We used a three-state asymmetric discrete trait analysis (DTA) model implemented in BEAST v1.1028 to infer the ancestral node locations (Gujarat, India, or global) using an empirical tree distribution comprising 500 time-calibrated trees sampled from the posterior tree distributions estimated above.
To identify transmission lineages, we followed the methodology described in du Plessis et al. Briefly, we performed a depth-first search from any movement from either global or India to Gujarat. Using this approach, we identified seven transmission lineages with >10 sequences, which were selected for further analysis.
Drivers of virus transmission within Gujarat
To investigate the drivers of virus transmission, we focused on the seven largest transmission lineages identified in the global dataset, as described above. Each dataset ranged from 11 to 75 sequences. Data on key predictors (population size and density, number of cases, geographic distance) were collated at the district level. For each transmission lineage dataset, we employed a separate exponential coalescent prior, while sharing a SRD06 substitutional model29, a strict molecular clock model with a fixed rate (0.001 subs/site/year), and generalised linear phylogeographic model30. Eight chains of 50 million steps (logged every 5000 steps) were executed. The chains were combined and thinned by a factor of 10 after discarding the first 10% as burnin.
Data Availability
All data used in this study were collated from public databases and therefore are freely available.
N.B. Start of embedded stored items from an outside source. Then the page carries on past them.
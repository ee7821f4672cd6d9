use {
	crate::part::{Kind, Part, Separator},
	std::sync::Arc,
};

pub use self::{
	constraint::Constraint,
	parse::{ParseError, is_single_version},
	range::Range,
	scheme::Scheme,
};

pub mod constraint;
pub mod parse;
pub mod part;
pub mod range;
pub mod scheme;

/// The highest rebuild number a version can carry.
pub const MAX_REBUILD_NUMBER: u64 = 99999;

/// A parsed version: an ordered sequence of typed parts. Versions are
/// immutable and safe to share and compare from any thread, provided both
/// sides were parsed under the same scheme configuration.
#[derive(Clone, Debug)]
pub struct Version {
	parts: Vec<Part>,
	is_snapshot: bool,
	rebuild_indicator: String,
	qualifiers: Arc<[String]>,
}

impl Version {
	pub(crate) fn new(
		parts: Vec<Part>,
		is_snapshot: bool,
		rebuild_indicator: String,
		qualifiers: Arc<[String]>,
	) -> Self {
		Self {
			parts,
			is_snapshot,
			rebuild_indicator,
			qualifiers,
		}
	}

	#[must_use]
	pub fn parts(&self) -> &[Part] {
		&self.parts
	}

	#[must_use]
	pub fn is_snapshot(&self) -> bool {
		self.is_snapshot
	}

	#[must_use]
	pub fn rebuild_indicator(&self) -> &str {
		&self.rebuild_indicator
	}

	#[must_use]
	pub fn qualifiers(&self) -> &[String] {
		&self.qualifiers
	}

	/// Whether the version ends in `<rebuild indicator><number>`.
	#[must_use]
	pub fn is_rebuild(&self) -> bool {
		self.parts.len() >= 2 && self.parts[self.parts.len() - 2].kind() == Kind::Rebuild
	}

	/// Derive the version for rebuild `number` of this version. Deriving the
	/// rebuild a version already carries returns it unchanged.
	#[must_use]
	pub fn rebuild(&self, number: u64) -> Self {
		let raw = number.to_string();
		let mut parts = self.parts.clone();
		let ends_in_rebuild = self.is_rebuild()
			&& self.parts[self.parts.len() - 1].kind() == Kind::Int;
		if ends_in_rebuild {
			let last = parts.len() - 1;
			if parts[last].raw() == raw {
				return self.clone();
			}
			parts[last] = parts[last].with_raw(raw);
		} else {
			parts.push(Part::new(
				Kind::Rebuild,
				Separator::Dash,
				Some('-'),
				self.rebuild_indicator.clone(),
				self.qualifiers.clone(),
			));
			parts.push(Part::new(
				Kind::Int,
				Separator::Dash,
				Some('-'),
				raw,
				self.qualifiers.clone(),
			));
		}
		Self {
			parts,
			is_snapshot: self.is_snapshot,
			rebuild_indicator: self.rebuild_indicator.clone(),
			qualifiers: self.qualifiers.clone(),
		}
	}

	/// The upper bound used to autobox this version: its highest rebuild.
	#[must_use]
	pub fn autobox_upper_bound(&self) -> Self {
		self.rebuild(MAX_REBUILD_NUMBER)
	}
}

impl std::fmt::Display for Version {
	fn fmt(&self, f: &mut std::fmt::Formatter<'_>) -> std::fmt::Result {
		for part in &self.parts {
			write!(f, "{part}")?;
		}
		Ok(())
	}
}

impl Ord for Version {
	fn cmp(&self, other: &Self) -> std::cmp::Ordering {
		use std::cmp::Ordering;

		for (left, right) in std::iter::zip(&self.parts, &other.parts) {
			let ordering = left.compare(right);
			if ordering.is_ne() {
				return ordering;
			}
		}

		// Between two snapshots with a common prefix, the longer one is the
		// more qualified, earlier snapshot.
		if self.is_snapshot && other.is_snapshot {
			return other.parts.len().cmp(&self.parts.len());
		}

		match self.parts.len().cmp(&other.parts.len()) {
			Ordering::Greater => {
				if self.is_snapshot {
					return Ordering::Less;
				}
				// Extra trailing parts below the int axis denote a
				// pre-release of the shorter version.
				if self.parts[other.parts.len()..]
					.iter()
					.any(|part| part.kind() < Kind::Int)
				{
					return Ordering::Less;
				}
				Ordering::Greater
			},
			Ordering::Less => {
				if other.is_snapshot {
					return Ordering::Greater;
				}
				if other.parts[self.parts.len()..]
					.iter()
					.any(|part| part.kind() < Kind::Int)
				{
					return Ordering::Greater;
				}
				Ordering::Less
			},
			Ordering::Equal => Ordering::Equal,
		}
	}
}

impl PartialOrd for Version {
	fn partial_cmp(&self, other: &Self) -> Option<std::cmp::Ordering> {
		Some(self.cmp(other))
	}
}

impl PartialEq for Version {
	fn eq(&self, other: &Self) -> bool {
		self.cmp(other).is_eq()
	}
}

impl Eq for Version {}

#[cfg(test)]
mod tests {
	use super::*;

	fn scheme() -> Scheme {
		Scheme::new(
			false,
			scheme::DEFAULT_REBUILD_INDICATOR,
			scheme::DEFAULT_QUALIFIER_ORDER,
		)
	}

	fn version(text: &str) -> Version {
		scheme().parse_version(text).unwrap()
	}

	#[test]
	fn round_trip() {
		for text in [
			"1",
			"1.2",
			"1-2",
			"f1",
			"1_0",
			"1.0RC1",
			"1.0-beta-1-redhat-1",
			"1.0-SNAPSHOT",
			"1.0-20100922.120456-2",
			"1.0-beta-2-SNAPSHOT",
		] {
			assert_eq!(version(text).to_string(), text);
		}
	}

	#[test]
	fn ordering() {
		let versions = [
			"1.0.2",
			"1.0.1-redhat-1",
			"1.0.1",
			"1.0",
			"1.0-rc2",
			"1.0RC1",
			"1.0-beta-2",
			"1.0-beta-1",
			"1.0-a2",
			"1.0-alpha-1",
			"1.0-m1",
			"1.0-SNAPSHOT",
			"1.0-20101122.121415-1",
		]
		.map(version);
		for pair in versions.windows(2) {
			assert!(
				pair[0] > pair[1],
				"{} should sort after {}",
				pair[0],
				pair[1],
			);
		}
	}

	#[test]
	fn snapshot_detection() {
		assert!(version("1.0-SNAPSHOT").is_snapshot());
		assert!(version("1.0-20100924.131415-1").is_snapshot());
		assert!(!version("1.0").is_snapshot());
	}

	#[test]
	fn snapshots_sort_below_release() {
		assert!(version("1.0-SNAPSHOT") < version("1.0"));
		assert!(version("1.0-20101122.121415-1") < version("1.0"));
		assert!(version("1.0-20101122.121415-1") < version("1.0-20101122.121415-2"));
	}

	#[test]
	fn rebuild_detection() {
		assert!(version("1.0-redhat-1").is_rebuild());
		assert!(!version("1.0").is_rebuild());
		assert!(!version("redhat").is_rebuild());
	}

	#[test]
	fn rebuild_derivation() {
		let base = version("1.0");
		let rebuild = base.rebuild(5);
		assert_eq!(rebuild.to_string(), "1.0-redhat-5");
		assert!(rebuild.is_rebuild());
		assert_eq!(base.autobox_upper_bound().to_string(), "1.0-redhat-99999");
	}

	#[test]
	fn rebuild_derivation_replaces_the_number() {
		let rebuild = version("1.0-redhat-1").rebuild(3);
		assert_eq!(rebuild.to_string(), "1.0-redhat-3");
	}

	#[test]
	fn rebuild_derivation_is_idempotent() {
		let first = version("1.0").rebuild(5);
		let second = first.rebuild(5);
		assert_eq!(first, second);
		assert_eq!(first.parts().len(), second.parts().len());
		assert_eq!(first.to_string(), second.to_string());
	}

	#[test]
	fn rebuild_sorts_above_base() {
		assert!(version("1.0-redhat-1") > version("1.0"));
		assert!(version("1.0-redhat-2") > version("1.0-redhat-1"));
		assert!(version("1.0-redhat-99999") < version("1.1"));
	}

	#[test]
	fn comparison_is_case_insensitive() {
		assert_eq!(version("1.0-ALPHA-1"), version("1.0-alpha-1"));
		assert_eq!(version("1.0-REDHAT-1"), version("1.0-redhat-1"));
	}
}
Regional case data, SARS-CoV-2 genome sequences and analysis files used in this study have been made available via https://github.com/jnarag/covid-gujarat.
DATA SHARING STATEMENT
All data used in this study were collated from public databases and therefore are freely available. Regional case data, SARS-CoV-2 genome sequences and analysis files used in this study have been made available via https://github.com/jnarag/covid-gujarat.
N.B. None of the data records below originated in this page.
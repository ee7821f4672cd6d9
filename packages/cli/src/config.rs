#[derive(Clone, Debug, Default, serde::Serialize, serde::Deserialize)]
pub struct Config {
	/// Enable autoboxing of versions and range bounds.
	#[serde(default, skip_serializing_if = "Option::is_none")]
	pub autobox: Option<bool>,

	/// The qualifier that marks a vendor rebuild.
	#[serde(default, skip_serializing_if = "Option::is_none")]
	pub rebuild_qualifier: Option<String>,

	/// The pre-release qualifiers, lowest first.
	#[serde(default, skip_serializing_if = "Option::is_none")]
	pub qualifier_order: Option<Vec<String>>,

	/// The tracing filter.
	#[serde(default, skip_serializing_if = "Option::is_none")]
	pub tracing: Option<String>,
}
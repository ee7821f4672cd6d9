use crate::Version;

/// A range of versions with optional bounds. A missing bound is open-ended.
#[derive(Clone, Debug)]
pub struct Range {
	pub lower: Option<Version>,
	pub lower_inclusive: bool,
	pub upper: Option<Version>,
	pub upper_inclusive: bool,
}

impl Range {
	#[must_use]
	pub fn contains(&self, version: &Version) -> bool {
		if let Some(lower) = &self.lower {
			let ordering = lower.cmp(version);
			if ordering.is_gt() {
				return false;
			}
			if !self.lower_inclusive && ordering.is_eq() {
				return false;
			}
		}
		if let Some(upper) = &self.upper {
			let ordering = upper.cmp(version);
			if ordering.is_lt() {
				return false;
			}
			if !self.upper_inclusive && ordering.is_eq() {
				return false;
			}
		}
		true
	}
}

impl std::fmt::Display for Range {
	fn fmt(&self, f: &mut std::fmt::Formatter<'_>) -> std::fmt::Result {
		write!(f, "{}", if self.lower_inclusive { '[' } else { '(' })?;
		if let Some(lower) = &self.lower {
			write!(f, "{lower}")?;
		}
		write!(f, ",")?;
		if let Some(upper) = &self.upper {
			write!(f, "{upper}")?;
		}
		write!(f, "{}", if self.upper_inclusive { ']' } else { ')' })
	}
}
CONFLICT OF INTEREST STATEMENT
Authors declare there is no conflict of interest.
ACKNOWLEDGEMENTS
The sequencing work at GBRC was supported by Department of Science & Technology, Government of Gujarat. JR, GF, DK, AP, RP, OP, MJ, and CJ were supported by the UKRI GCRF One Health Poultry Hub (Grant No. BB/S011269/1), one of twelve interdisciplinary research hubs funded under the UK government’s Grand Challenge Research Fund Interdisciplinary Research Hub initiative. SCH was supported by the Wellcome Trust [220414/Z/20/Z]. This research was funded in whole, or in part, by the Wellcome Trust [Grant number 220414/Z/20/Z]. For the purpose of open access, the author has applied a CC BY public copyright licence to any Author Accepted Manuscript version arising from this submission.
Footnotes
Funding Department of Science & Technology, Government of Gujarat. The UKRI GCRF One Health Poultry Hub, the Wellcome Trust.